A l’ONU, la Russie a exercé son droit de véto à la résolution de la France à savoir, que cessent les bombardements sur Alep. Les Occidentaux et la Russie ne peuvent s’entendre.Les USA ont demandé une enquête pour crime de guerre.

Pendant ce temps le match entre H Clinton et D Trump se poursuit et le fameux Bozo, comme le nomme R de Niro continue son cirque. Tout en sachant que sa concurrente n’est pas un ange. Cela tombe bien, nous n’y croyons pas.

Relocaliser les migrants dans les différents Etats membres où le front commun devrait être la règle puisque l’on sait que le flux de migrants va durer. Ce n’est pas le dernier sauvetage à Catena qui va me démentir. La crise inquiète et des voix à la tribune de l’ONU ont parlé de solidarité : une cinquantaine d’Etats en accueillerait 360 000. Le renforcement de gardes-frontière entre la Bulgarie et la Turquie, c’est la dernière réponse de l’Union. Le vœu avancé est celui de garantir une meilleure unité entre les 27. C’est une augmentation  des contrôles aux frontières extérieures. L’Union se rêverait-elle en un quelconque empire ?

De l’incendie d’un camp sur l’île de Lesbos à la mi-septembre à la construction du mur anti-migrants à Calais financé par la GB (2, 7 millions d’euros). Les nouvelles ne sont vraiment pas bonnes.

Les réfugiés sont malmenés en Hongrie, placés en détention ou brutalisés faisant l’objet de renvois illégaux. C’est dans ce contexte qu’Orban,  attendait  avec impatience le résultat du référendum du 3 octobre qui l’a désavoué puisqu’il a été invalidé faute de participation suffisante. Qu’à cela ne tienne, il promet de modifier la constitution.

Mis bout à bout,  les nouvelles de certains Etats donnent une vision de l’Union qui ne fait pas rêver. Jouer collectif devient difficile.

Et ailleurs?  les attaques chimiques continuent au Darfour et la dernière, la vingtième a eu lieu mi-septembre. Les forces soudanaises contre l’armée de libération du Soudan.

« J’abandonne sur une  chaise le journal du matin, les nouvelles sont mauvaises d’où qu’elles viennent… » Ainsi disait une chanson dans les années 90 : qui poursuivait :

« … est-ce que tout va si mal ? ».

L’identité errante qui s’enrichit de ses exils  ouvre aussi des passerelles à ceux qui les accueillent.

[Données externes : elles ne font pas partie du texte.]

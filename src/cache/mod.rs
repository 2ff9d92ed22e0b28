//! Caches - content hashing and bounded secondary caches.
//!
//! Per-node output memoization lives on the nodes themselves
//! ([`RenderState`](crate::engine::RenderState)). This module provides the
//! pieces shared by handler-level caches: a structural FNV-1a hash used to
//! build `hash:width` keys, and a count/weight bounded map to store derived
//! data under them.

mod bounded;
mod hash;

pub use bounded::BoundedCache;
pub use hash::{
    content_hash, content_key, fnv1a, Fnv1a, CHILD_SAMPLE_THRESHOLD, FNV_OFFSET_BASIS, FNV_PRIME,
    MAX_HASH_DEPTH, STRING_PROP_CHARS, TEXT_PREFIX_CHARS,
};
//! Built-in handlers for `box`, `row`, `column` and `text`.

use std::cell::RefCell;

use crossterm::style::{Attribute, Color, ContentStyle};
use tracing::trace;

use crate::cache::{content_key, BoundedCache};
use crate::engine::{PropValue, Props};
use crate::layout::{display_width, fit_height, join_lines, truncate_to_width, wrap_words};

use super::context::RenderContext;
use super::flow::{compose_column, compose_row};
use super::registry::RenderHandler;

// =============================================================================
// Containers
// =============================================================================

/// `box`: a row or column depending on `flexDirection` (column by default).
#[derive(Debug, Default, Clone, Copy)]
pub struct BoxHandler;

impl RenderHandler for BoxHandler {
    fn render(&self, ctx: &mut RenderContext<'_, '_>) -> String {
        match ctx.props().string("flexDirection") {
            Some("row" | "row-reverse") => compose_row(ctx),
            _ => compose_column(ctx),
        }
    }
}

#[derive(Debug, Default, Clone, Copy)]
pub struct RowHandler;

impl RenderHandler for RowHandler {
    fn render(&self, ctx: &mut RenderContext<'_, '_>) -> String {
        compose_row(ctx)
    }
}

#[derive(Debug, Default, Clone, Copy)]
pub struct ColumnHandler;

impl RenderHandler for ColumnHandler {
    fn render(&self, ctx: &mut RenderContext<'_, '_>) -> String {
        compose_column(ctx)
    }
}

// =============================================================================
// Text
// =============================================================================

/// Wrapped lines cached under a `hash:width` key.
///
/// The hash only samples long text, so the full source is kept to reject
/// collisions.
struct WrappedText {
    source: String,
    lines: Vec<String>,
}

/// `text`: word-wrapped, aligned and styled content.
///
/// Content comes from the node's text, or the `content` prop. Recognised
/// props: `wrap` (default true; false truncates instead), `textAlign`
/// (`left`/`center`/`right`), `color`, `background`, `bold`, `dim`,
/// `italic`, `underline`.
pub struct TextHandler {
    wraps: RefCell<BoundedCache<String, WrappedText>>,
}

impl Default for TextHandler {
    fn default() -> Self {
        Self::new(
            crate::config::DEFAULT_WRAP_CACHE_ENTRIES,
            crate::config::DEFAULT_WRAP_CACHE_WEIGHT,
        )
    }
}

impl TextHandler {
    /// Wrap cache bounded to `entries` entries and `weight` total lines.
    pub fn new(entries: usize, weight: usize) -> Self {
        Self {
            wraps: RefCell::new(BoundedCache::with_weight_limit(entries, weight)),
        }
    }

    pub fn cached_entries(&self) -> usize {
        self.wraps.borrow().len()
    }

    fn wrapped(&self, key: String, content: &str, width: u16) -> Vec<String> {
        if let Some(entry) = self.wraps.borrow().get(key.as_str()) {
            if entry.source == content {
                trace!(%key, "wrap cache hit");
                return entry.lines.clone();
            }
        }

        let lines = wrap_words(content, width as usize);
        let weight = lines.len().max(1);
        self.wraps.borrow_mut().insert(
            key,
            WrappedText {
                source: content.to_string(),
                lines: lines.clone(),
            },
            weight,
        );
        lines
    }
}

impl RenderHandler for TextHandler {
    fn render(&self, ctx: &mut RenderContext<'_, '_>) -> String {
        let props = ctx.props();
        let content = ctx
            .text()
            .or_else(|| props.string("content"))
            .unwrap_or("");

        let wrap = props.get("wrap").is_none_or(PropValue::as_bool);
        let width = ctx.effective_width().filter(|&w| w > 0);

        let mut lines: Vec<String> = match width {
            Some(w) if wrap => self.wrapped(content_key(ctx.node(), w), content, w),
            Some(w) => content
                .split('\n')
                .map(|l| truncate_to_width(l, w as usize).into_owned())
                .collect(),
            None if content.is_empty() => Vec::new(),
            None => content.split('\n').map(str::to_string).collect(),
        };

        if let Some(w) = width {
            align_lines(&mut lines, props.string("textAlign"), w as usize);
        }

        let style = text_style(props);
        if style != ContentStyle::default() {
            for line in lines.iter_mut().filter(|l| !l.is_empty()) {
                *line = style.apply(line.as_str()).to_string();
            }
        }

        if let Some(h) = ctx.target_height() {
            fit_height(&mut lines, h as usize);
        }
        join_lines(&lines)
    }
}

fn align_lines(lines: &mut [String], align: Option<&str>, width: usize) {
    let divisor = match align {
        Some("center") => 2,
        Some("right") => 1,
        _ => return,
    };
    for line in lines.iter_mut() {
        let slack = width.saturating_sub(display_width(line));
        if slack > 0 {
            line.insert_str(0, &" ".repeat(slack / divisor));
        }
    }
}

// =============================================================================
// Styling
// =============================================================================

/// Parse a color name or `#rrggbb`.
pub fn parse_color(value: &str) -> Option<Color> {
    let value = value.trim();
    if let Some(hex) = value.strip_prefix('#') {
        if hex.len() != 6 {
            return None;
        }
        let channel = |i: usize| u8::from_str_radix(hex.get(i..i + 2)?, 16).ok();
        return Some(Color::Rgb {
            r: channel(0)?,
            g: channel(2)?,
            b: channel(4)?,
        });
    }

    Some(match value.to_ascii_lowercase().replace('-', "_").as_str() {
        "black" => Color::Black,
        "red" => Color::Red,
        "green" => Color::Green,
        "yellow" => Color::Yellow,
        "blue" => Color::Blue,
        "magenta" => Color::Magenta,
        "cyan" => Color::Cyan,
        "white" => Color::White,
        "grey" | "gray" => Color::Grey,
        "dark_grey" | "dark_gray" => Color::DarkGrey,
        "dark_red" => Color::DarkRed,
        "dark_green" => Color::DarkGreen,
        "dark_yellow" => Color::DarkYellow,
        "dark_blue" => Color::DarkBlue,
        "dark_magenta" => Color::DarkMagenta,
        "dark_cyan" => Color::DarkCyan,
        _ => return None,
    })
}

/// Style from the visual props of a node.
pub fn text_style(props: &Props) -> ContentStyle {
    let mut style = ContentStyle::new();
    style.foreground_color = props.string("color").and_then(parse_color);
    style.background_color = props.string("background").and_then(parse_color);

    for (prop, attribute) in [
        ("bold", Attribute::Bold),
        ("dim", Attribute::Dim),
        ("italic", Attribute::Italic),
        ("underline", Attribute::Underlined),
    ] {
        if props.flag(prop) {
            style.attributes.set(attribute);
        }
    }
    style
}
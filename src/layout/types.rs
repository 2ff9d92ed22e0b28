//! Layout Types
//!
//! Geometry produced by a [`GeometryProvider`](super::GeometryProvider) and
//! consumed by the flow composers.

/// Resolved box of one node, in terminal cells.
///
/// `x`/`y` are relative to the parent's border box. The root is positioned
/// relative to the viewport.
#[derive(Debug, Clone, Copy, Default, PartialEq, Eq, Hash)]
pub struct LayoutMetrics {
    pub x: u16,
    pub y: u16,
    pub width: u16,
    pub height: u16,
}

impl LayoutMetrics {
    pub const fn new(x: u16, y: u16, width: u16, height: u16) -> Self {
        Self { x, y, width, height }
    }

    pub fn right(&self) -> u16 {
        self.x.saturating_add(self.width)
    }

    pub fn bottom(&self) -> u16 {
        self.y.saturating_add(self.height)
    }

    pub fn is_empty(&self) -> bool {
        self.width == 0 || self.height == 0
    }
}
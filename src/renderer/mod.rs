//! Renderer - node tree to text.
//!
//! # Architecture
//!
//! ```text
//! Renderer::render(root)
//!   └─ render_node(child)            memoized: cached output + replayed regions
//!        └─ handler.render(ctx)      box / row / column / text / custom
//!             └─ ctx.render_child()  back into render_node, one level deeper
//! ```
//!
//! Handlers are looked up in a [`HandlerRegistry`] built once and lent to
//! the [`Renderer`]. Width and height constraints travel down as
//! [`RenderOverrides`] values; nothing is written onto nodes except their
//! own cache state.

mod context;
mod flow;
mod handlers;
mod registry;
mod render;

pub use context::{ChildPlacement, RenderContext, RenderOverrides, RenderStats};
pub use flow::{compose_column, compose_row, vertical_padding};
pub use handlers::{parse_color, text_style, BoxHandler, ColumnHandler, RowHandler, TextHandler};
pub use registry::{HandlerRegistry, RenderHandler};
pub use render::{RenderOutput, Renderer};
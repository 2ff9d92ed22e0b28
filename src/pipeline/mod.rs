//! Pipeline - viewport → layout → render.
//!
//! # Frame
//!
//! ```text
//! InvalidationQueue::apply   timer/animation paths marked dirty
//!   → GeometryProvider        metrics for every node (dirty on change)
//!   → Renderer::render        memoized text + click regions
//! ```
//!
//! [`Engine::frame`] runs exactly one pass. Nothing here renders on its own:
//! invalidations only mark nodes, and the caller decides when the next frame
//! happens (after input, on resize, or when a [`TreeSource`] reports a
//! change via [`Engine::pump`]).

pub mod terminal;

pub use terminal::{write_frame, TerminalSession};

use std::cell::RefCell;
use std::rc::Rc;

use tracing::debug;

use crate::config::EngineConfig;
use crate::engine::Node;
use crate::error::Result;
use crate::layout::{GeometryProvider, TaffyLayout};
use crate::renderer::{HandlerRegistry, RenderOutput, Renderer};
use crate::state::Viewport;

// =============================================================================
// Tree Source
// =============================================================================

/// What a [`TreeSource`] did to the tree since it was last polled.
#[derive(Debug)]
pub enum TreeUpdate {
    /// Nothing changed.
    Unchanged,
    /// Swap in a whole new tree.
    Replace(Node),
    /// Nodes at these paths (from the root) changed in place.
    Patched(Vec<Vec<usize>>),
}

/// Diff-on-demand boundary to whatever produces the node tree.
///
/// Implementations may mutate `tree` through the node API (which keeps
/// dirty flags current) and report the touched paths, or hand back a
/// replacement.
pub trait TreeSource {
    fn poll_tree(&mut self, tree: &mut Node) -> TreeUpdate;
}

// =============================================================================
// Invalidation Queue
// =============================================================================

/// Paths to mark dirty at the start of the next frame.
///
/// Clones share one queue, so a timer callback can hold its own handle.
#[derive(Debug, Clone, Default)]
pub struct InvalidationQueue {
    pending: Rc<RefCell<Vec<Vec<usize>>>>,
}

impl InvalidationQueue {
    pub fn new() -> Self {
        Self::default()
    }

    pub fn invalidate(&self, path: impl Into<Vec<usize>>) {
        self.pending.borrow_mut().push(path.into());
    }

    pub fn is_empty(&self) -> bool {
        self.pending.borrow().is_empty()
    }

    pub fn len(&self) -> usize {
        self.pending.borrow().len()
    }

    /// Mark every queued path dirty. Returns how many still resolved to a
    /// node.
    pub fn apply(&self, root: &mut Node) -> usize {
        let paths = std::mem::take(&mut *self.pending.borrow_mut());
        paths.iter().filter(|path| root.mark_dirty_at(path)).count()
    }
}

// =============================================================================
// Engine
// =============================================================================

pub struct Engine {
    config: EngineConfig,
    viewport: Viewport,
    layout: Box<dyn GeometryProvider>,
    handlers: HandlerRegistry,
    invalidations: InvalidationQueue,
    rendered_version: Option<u64>,
}

impl std::fmt::Debug for Engine {
    fn fmt(&self, f: &mut std::fmt::Formatter<'_>) -> std::fmt::Result {
        f.debug_struct("Engine")
            .field("config", &self.config)
            .field("viewport", &self.viewport.size())
            .field("handlers", &self.handlers)
            .field("pending_invalidations", &self.invalidations.len())
            .finish_non_exhaustive()
    }
}

impl Engine {
    /// Engine sized to the terminal, with Taffy layout and the built-in
    /// handlers.
    pub fn new(config: EngineConfig) -> Self {
        let viewport = Viewport::detect(&config);
        Self::with_viewport(config, viewport)
    }

    pub fn with_viewport(config: EngineConfig, viewport: Viewport) -> Self {
        let handlers = HandlerRegistry::with_text_cache(config.wrap_cache_entries, config.wrap_cache_weight);
        Self {
            config,
            viewport,
            layout: Box::new(TaffyLayout::new()),
            handlers,
            invalidations: InvalidationQueue::new(),
            rendered_version: None,
        }
    }

    /// Replace the geometry provider.
    pub fn with_layout(mut self, layout: impl GeometryProvider + 'static) -> Self {
        self.layout = Box::new(layout);
        self
    }

    pub fn config(&self) -> &EngineConfig {
        &self.config
    }

    pub fn viewport(&self) -> &Viewport {
        &self.viewport
    }

    pub fn handlers(&self) -> &HandlerRegistry {
        &self.handlers
    }

    /// Register custom handlers between frames.
    pub fn handlers_mut(&mut self) -> &mut HandlerRegistry {
        &mut self.handlers
    }

    /// A handle for timers and animations.
    pub fn invalidation_queue(&self) -> InvalidationQueue {
        self.invalidations.clone()
    }

    /// Run one full pass over `root`.
    pub fn frame(&mut self, root: &mut Node) -> Result<RenderOutput> {
        let applied = self.invalidations.apply(root);

        let version = self.viewport.version();
        if self.rendered_version.is_some_and(|v| v != version) {
            debug!(version, "viewport changed, invalidating tree");
            root.invalidate_all();
        }
        self.rendered_version = Some(version);

        let (width, height) = self.viewport.size();
        let height = self.config.constrain_height.then_some(height);
        self.layout.compute(root, width, height)?;

        let output = Renderer::new(&self.handlers).render(root);
        debug!(width, applied, lines = output.text.lines().count(), "frame");
        Ok(output)
    }

    /// Poll `source` and render only if something changed (tree, queued
    /// invalidations or viewport).
    pub fn pump(&mut self, source: &mut impl TreeSource, tree: &mut Node) -> Result<Option<RenderOutput>> {
        match source.poll_tree(tree) {
            TreeUpdate::Unchanged => {
                let resized = self.rendered_version != Some(self.viewport.version());
                if self.invalidations.is_empty() && !resized {
                    return Ok(None);
                }
            }
            TreeUpdate::Replace(next) => *tree = next,
            TreeUpdate::Patched(paths) => {
                for path in &paths {
                    tree.mark_dirty_at(path);
                }
            }
        }
        self.frame(tree).map(Some)
    }
}
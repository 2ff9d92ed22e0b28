//! Viewport signals.
//!
//! Terminal width/height as reactive signals plus a resize counter. The
//! [`Viewport`] handle is cheap to clone: every clone shares the same
//! signals, so the engine and the authoring layer observe the same size.

use spark_signals::{derived, signal, Derived, Signal};
use tracing::debug;

use crate::config::EngineConfig;

#[derive(Clone)]
pub struct Viewport {
    width: Signal<u16>,
    height: Signal<u16>,
    version: Signal<u64>,
}

impl Viewport {
    pub fn new(width: u16, height: u16) -> Self {
        Self {
            width: signal(width),
            height: signal(height),
            version: signal(0),
        }
    }

    /// Viewport sized to the terminal, or the configured fallback when the
    /// terminal cannot be queried.
    pub fn detect(config: &EngineConfig) -> Self {
        let viewport = Self::new(config.fallback_width, config.fallback_height);
        viewport.refresh();
        viewport
    }

    pub fn width(&self) -> u16 {
        self.width.get()
    }

    pub fn height(&self) -> u16 {
        self.height.get()
    }

    pub fn size(&self) -> (u16, u16) {
        (self.width.get(), self.height.get())
    }

    /// Bumped on every effective resize.
    pub fn version(&self) -> u64 {
        self.version.get()
    }

    /// Apply a new size. Returns `false` when nothing changed.
    pub fn resize(&self, width: u16, height: u16) -> bool {
        if self.size() == (width, height) {
            return false;
        }
        self.width.set(width);
        self.height.set(height);
        self.version.set(self.version.get() + 1);
        debug!(width, height, "viewport resized");
        true
    }

    /// Re-query the terminal. Keeps the current size when that fails.
    pub fn refresh(&self) -> bool {
        match crossterm::terminal::size() {
            Ok((w, h)) if w > 0 && h > 0 => self.resize(w, h),
            _ => false,
        }
    }

    pub fn width_signal(&self) -> Signal<u16> {
        self.width.clone()
    }

    pub fn height_signal(&self) -> Signal<u16> {
        self.height.clone()
    }

    /// Derived `(width, height)` for reactive consumers.
    pub fn size_derived(&self) -> Derived<(u16, u16)> {
        let width = self.width.clone();
        let height = self.height.clone();
        derived(move || (width.get(), height.get()))
    }
}

#[cfg(test)]
mod tests {
    use super::*;

    #[test]
    fn test_resize_bumps_version() {
        let viewport = Viewport::new(80, 24);
        assert_eq!(viewport.version(), 0);

        assert!(viewport.resize(100, 30));
        assert_eq!(viewport.size(), (100, 30));
        assert_eq!(viewport.version(), 1);

        assert!(!viewport.resize(100, 30));
        assert_eq!(viewport.version(), 1);
    }

    #[test]
    fn test_clones_share_state() {
        let viewport = Viewport::new(80, 24);
        let other = viewport.clone();
        other.resize(40, 10);
        assert_eq!(viewport.size(), (40, 10));
        assert_eq!(viewport.width_signal().get(), 40);
    }

    #[test]
    fn test_size_derived_tracks_signals() {
        let viewport = Viewport::new(80, 24);
        let size = viewport.size_derived();
        assert_eq!(size.get(), (80, 24));

        viewport.resize(120, 40);
        assert_eq!(size.get(), (120, 40));
    }
}
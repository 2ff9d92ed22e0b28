//! Node properties.
//!
//! Props are an ordered, string-keyed bag of scalar values. Insertion order
//! is preserved so iteration (and therefore debugging output) is stable.
//!
//! A fixed allow-list of layout-affecting keys participates in content
//! hashing; everything else is content-only.

/// Props that influence geometry and therefore participate in the
/// content hash.
pub const LAYOUT_PROPS: &[&str] = &[
    "width",
    "height",
    "minWidth",
    "maxWidth",
    "minHeight",
    "maxHeight",
    "flex",
    "flexGrow",
    "flexShrink",
    "flexBasis",
    "flexDirection",
    "flexWrap",
    "justifyContent",
    "alignItems",
    "alignSelf",
    "gap",
    "rowGap",
    "columnGap",
    "padding",
    "paddingTop",
    "paddingRight",
    "paddingBottom",
    "paddingLeft",
    "margin",
    "marginTop",
    "marginRight",
    "marginBottom",
    "marginLeft",
    "border",
    "display",
    "responsive",
];

/// Whether `name` is one of the layout-affecting props.
pub fn is_layout_prop(name: &str) -> bool {
    LAYOUT_PROPS.contains(&name)
}

/// A single prop value.
#[derive(Debug, Clone, PartialEq)]
pub enum PropValue {
    Number(f64),
    Bool(bool),
    Str(String),
}

impl PropValue {
    pub fn as_f64(&self) -> Option<f64> {
        match self {
            PropValue::Number(n) => Some(*n),
            PropValue::Str(s) => s.trim().parse().ok(),
            PropValue::Bool(_) => None,
        }
    }

    /// Non-negative cell count, clamped to `u16`.
    pub fn as_cells(&self) -> Option<u16> {
        self.as_f64()
            .filter(|n| n.is_finite())
            .map(|n| n.max(0.0).min(u16::MAX as f64).round() as u16)
    }

    /// Truthiness: `true`, non-zero numbers, and non-empty strings other
    /// than `"false"`.
    pub fn as_bool(&self) -> bool {
        match self {
            PropValue::Bool(b) => *b,
            PropValue::Number(n) => *n != 0.0,
            PropValue::Str(s) => !s.is_empty() && s != "false",
        }
    }

    pub fn as_str(&self) -> Option<&str> {
        match self {
            PropValue::Str(s) => Some(s),
            _ => None,
        }
    }
}

impl From<f64> for PropValue {
    fn from(v: f64) -> Self {
        PropValue::Number(v)
    }
}

impl From<i32> for PropValue {
    fn from(v: i32) -> Self {
        PropValue::Number(v as f64)
    }
}

impl From<u16> for PropValue {
    fn from(v: u16) -> Self {
        PropValue::Number(v as f64)
    }
}

impl From<bool> for PropValue {
    fn from(v: bool) -> Self {
        PropValue::Bool(v)
    }
}

impl From<&str> for PropValue {
    fn from(v: &str) -> Self {
        PropValue::Str(v.to_string())
    }
}

impl From<String> for PropValue {
    fn from(v: String) -> Self {
        PropValue::Str(v)
    }
}

/// Ordered prop map.
#[derive(Debug, Clone, Default, PartialEq)]
pub struct Props {
    entries: Vec<(String, PropValue)>,
}

impl Props {
    pub fn new() -> Self {
        Self::default()
    }

    pub fn get(&self, name: &str) -> Option<&PropValue> {
        self.entries.iter().find(|(k, _)| k == name).map(|(_, v)| v)
    }

    pub fn contains(&self, name: &str) -> bool {
        self.get(name).is_some()
    }

    /// Set a prop, returning the previous value.
    pub fn set(&mut self, name: impl Into<String>, value: impl Into<PropValue>) -> Option<PropValue> {
        let name = name.into();
        let value = value.into();
        match self.entries.iter_mut().find(|(k, _)| *k == name) {
            Some((_, slot)) => Some(std::mem::replace(slot, value)),
            None => {
                self.entries.push((name, value));
                None
            }
        }
    }

    pub fn remove(&mut self, name: &str) -> Option<PropValue> {
        let index = self.entries.iter().position(|(k, _)| k == name)?;
        Some(self.entries.remove(index).1)
    }

    pub fn iter(&self) -> impl Iterator<Item = (&str, &PropValue)> {
        self.entries.iter().map(|(k, v)| (k.as_str(), v))
    }

    pub fn len(&self) -> usize {
        self.entries.len()
    }

    pub fn is_empty(&self) -> bool {
        self.entries.is_empty()
    }

    // -------------------------------------------------------------------------
    // Typed accessors
    // -------------------------------------------------------------------------

    pub fn number(&self, name: &str) -> Option<f64> {
        self.get(name).and_then(PropValue::as_f64)
    }

    pub fn cells(&self, name: &str) -> Option<u16> {
        self.get(name).and_then(PropValue::as_cells)
    }

    /// Missing props are `false`.
    pub fn flag(&self, name: &str) -> bool {
        self.get(name).is_some_and(PropValue::as_bool)
    }

    pub fn string(&self, name: &str) -> Option<&str> {
        self.get(name).and_then(PropValue::as_str)
    }
}
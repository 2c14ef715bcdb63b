use serde::{Deserialize, Serialize};
use tracing::warn;

use crate::core::{Receiver, MIN_RECEIVERS};
use crate::validation::error::{LocatorError, LocatorResult, SolveWarning};

/// Configuration for receiver record validation
#[derive(Debug, Clone, PartialEq, Serialize, Deserialize)]
#[serde(default)]
pub struct ValidationConfig {
    /// Minimum number of receivers in a record
    pub min_receivers: usize,
    /// Receivers closer than this (range units) count as coincident
    pub min_separation: f64,
    /// Reject coincident receivers instead of warning about them
    pub reject_coincident: bool,
}

impl Default for ValidationConfig {
    fn default() -> Self {
        Self {
            min_receivers: MIN_RECEIVERS,
            min_separation: 1e-6,
            reject_coincident: false,
        }
    }
}

/// Outcome of validating one record; the warnings travel with the solve result
#[derive(Debug, Clone, Default, PartialEq)]
pub struct ValidationReport {
    pub warnings: Vec<SolveWarning>,
}

impl ValidationReport {
    pub fn is_clean(&self) -> bool {
        self.warnings.is_empty()
    }
}

/// Boundary checks applied to receiver records before they reach a solver
#[derive(Debug, Clone, Default)]
pub struct DataValidator {
    config: ValidationConfig,
}

impl DataValidator {
    pub fn new() -> Self {
        Self::default()
    }

    pub fn with_config(config: ValidationConfig) -> Self {
        Self { config }
    }

    pub fn config(&self) -> &ValidationConfig {
        &self.config
    }

    /// Check a single numeric field of a station
    pub fn validate_value(station: &str, field: &str, value: f64) -> LocatorResult<f64> {
        if value.is_finite() {
            Ok(value)
        } else {
            Err(LocatorError::malformed(
                station,
                format!("{} is not a finite number ({})", field, value),
            ))
        }
    }

    /// Validate a complete record.
    ///
    /// Count and finiteness problems are errors; geometry oddities are
    /// reported as warnings unless `reject_coincident` is set.
    pub fn validate_record(&self, receivers: &[Receiver]) -> LocatorResult<ValidationReport> {
        if receivers.len() < self.config.min_receivers {
            return Err(LocatorError::InsufficientReceivers {
                available: receivers.len(),
                required: self.config.min_receivers,
            });
        }

        for (i, r) in receivers.iter().enumerate() {
            let station = format!("receiver {}", i);
            Self::validate_value(&station, "x", r.x)?;
            Self::validate_value(&station, "y", r.y)?;
            Self::validate_value(&station, "timestamp", r.timestamp)?;
        }

        let mut report = ValidationReport::default();
        for i in 0..receivers.len() {
            for j in (i + 1)..receivers.len() {
                let baseline = receivers[i].distance_to(&receivers[j].position());
                if baseline < self.config.min_separation {
                    if self.config.reject_coincident {
                        return Err(LocatorError::malformed(
                            format!("receiver {}", j),
                            format!("coincides with receiver {}", i),
                        ));
                    }
                    report.warnings.push(SolveWarning::CoincidentReceivers {
                        first: i,
                        second: j,
                        distance: baseline,
                    });
                    continue;
                }

                let tau = receivers[i].timestamp - receivers[j].timestamp;
                if tau.abs() > baseline {
                    report.warnings.push(SolveWarning::ImpossibleTimeDifference {
                        first: i,
                        second: j,
                        tau,
                        baseline,
                    });
                }
            }
        }

        for warning in &report.warnings {
            warn!("{}", warning);
        }
        Ok(report)
    }
}

#[cfg(test)]
mod tests {
    use super::*;

    fn reference_receivers() -> Vec<Receiver> {
        vec![
            Receiver::new(0.0, 0.0, 5.0),
            Receiver::new(3.0, 1.0, 3.0),
            Receiver::new(0.0, 3.0, 10.0_f64.sqrt()),
            Receiver::new(6.0, 4.0, 3.0),
        ]
    }

    #[test]
    fn test_valid_record() {
        let report = DataValidator::new().validate_record(&reference_receivers()).unwrap();
        assert!(report.is_clean());
    }

    #[test]
    fn test_insufficient_receivers() {
        let receivers = reference_receivers();
        assert_eq!(
            DataValidator::new().validate_record(&receivers[..2]),
            Err(LocatorError::InsufficientReceivers { available: 2, required: 3 })
        );
    }

    #[test]
    fn test_non_finite_value_rejected() {
        let mut receivers = reference_receivers();
        receivers[2].timestamp = f64::NAN;

        match DataValidator::new().validate_record(&receivers) {
            Err(LocatorError::MalformedMeasurement { field, reason }) => {
                assert_eq!(field, "receiver 2");
                assert!(reason.starts_with("timestamp"));
            }
            other => panic!("expected MalformedMeasurement, got {:?}", other),
        }
    }

    #[test]
    fn test_coincident_receivers() {
        let mut receivers = reference_receivers();
        receivers[3] = Receiver::new(0.0, 0.0, 4.0);

        let report = DataValidator::new().validate_record(&receivers).unwrap();
        assert!(matches!(
            &report.warnings[..],
            [SolveWarning::CoincidentReceivers { first: 0, second: 3, .. }]
        ));

        let strict = DataValidator::with_config(ValidationConfig {
            reject_coincident: true,
            ..Default::default()
        });
        assert!(matches!(
            strict.validate_record(&receivers),
            Err(LocatorError::MalformedMeasurement { .. })
        ));
    }

    #[test]
    fn test_impossible_time_difference() {
        let receivers = vec![
            Receiver::new(0.0, 0.0, 0.0),
            Receiver::new(1.0, 0.0, 5.0),
            Receiver::new(0.0, 10.0, 0.0),
        ];
        let report = DataValidator::new().validate_record(&receivers).unwrap();
        assert_eq!(report.warnings.len(), 1);
        assert!(matches!(
            report.warnings[0],
            SolveWarning::ImpossibleTimeDifference { first: 0, second: 1, .. }
        ));
    }
}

Ainsi en Allemagne, les clubs de cricket à l’origine des migrants Afghans, Pakistanais ou Indiens attirent les Allemands. On joue aussi beaucoup au backgammon, le trictrac ou le jacquet de nos arrières grands-mères. Le nombre d’équipes allemandes de cricket est passé de 5 à 104.

A partir d’octobre, 145 apprentis européens – dont 75 Français – pourront se former dans 12 pays européens pendant un an.

Grâce au satellite européen, Gaïa, une carte de la voie lactée, mieux, un CD en 3D.

Fin de la mission,  programmée par l’Agence spatiale européenne, pour la sonde Rosetta ;  Les données recueillies vont être déchiffrées pour encore faire progresser la science.

L’air de rien, des points positifs qui nous paraissent insignifiants- au milieu du  fatras ambiant-,  et  que l’on a du mal à dire ou à voir la plupart du temps.Ce n’est pas par pudeur mais par défaitisme. Oui, je peux être naïve.

Le froid de la nuit est arrivé qui me réveille.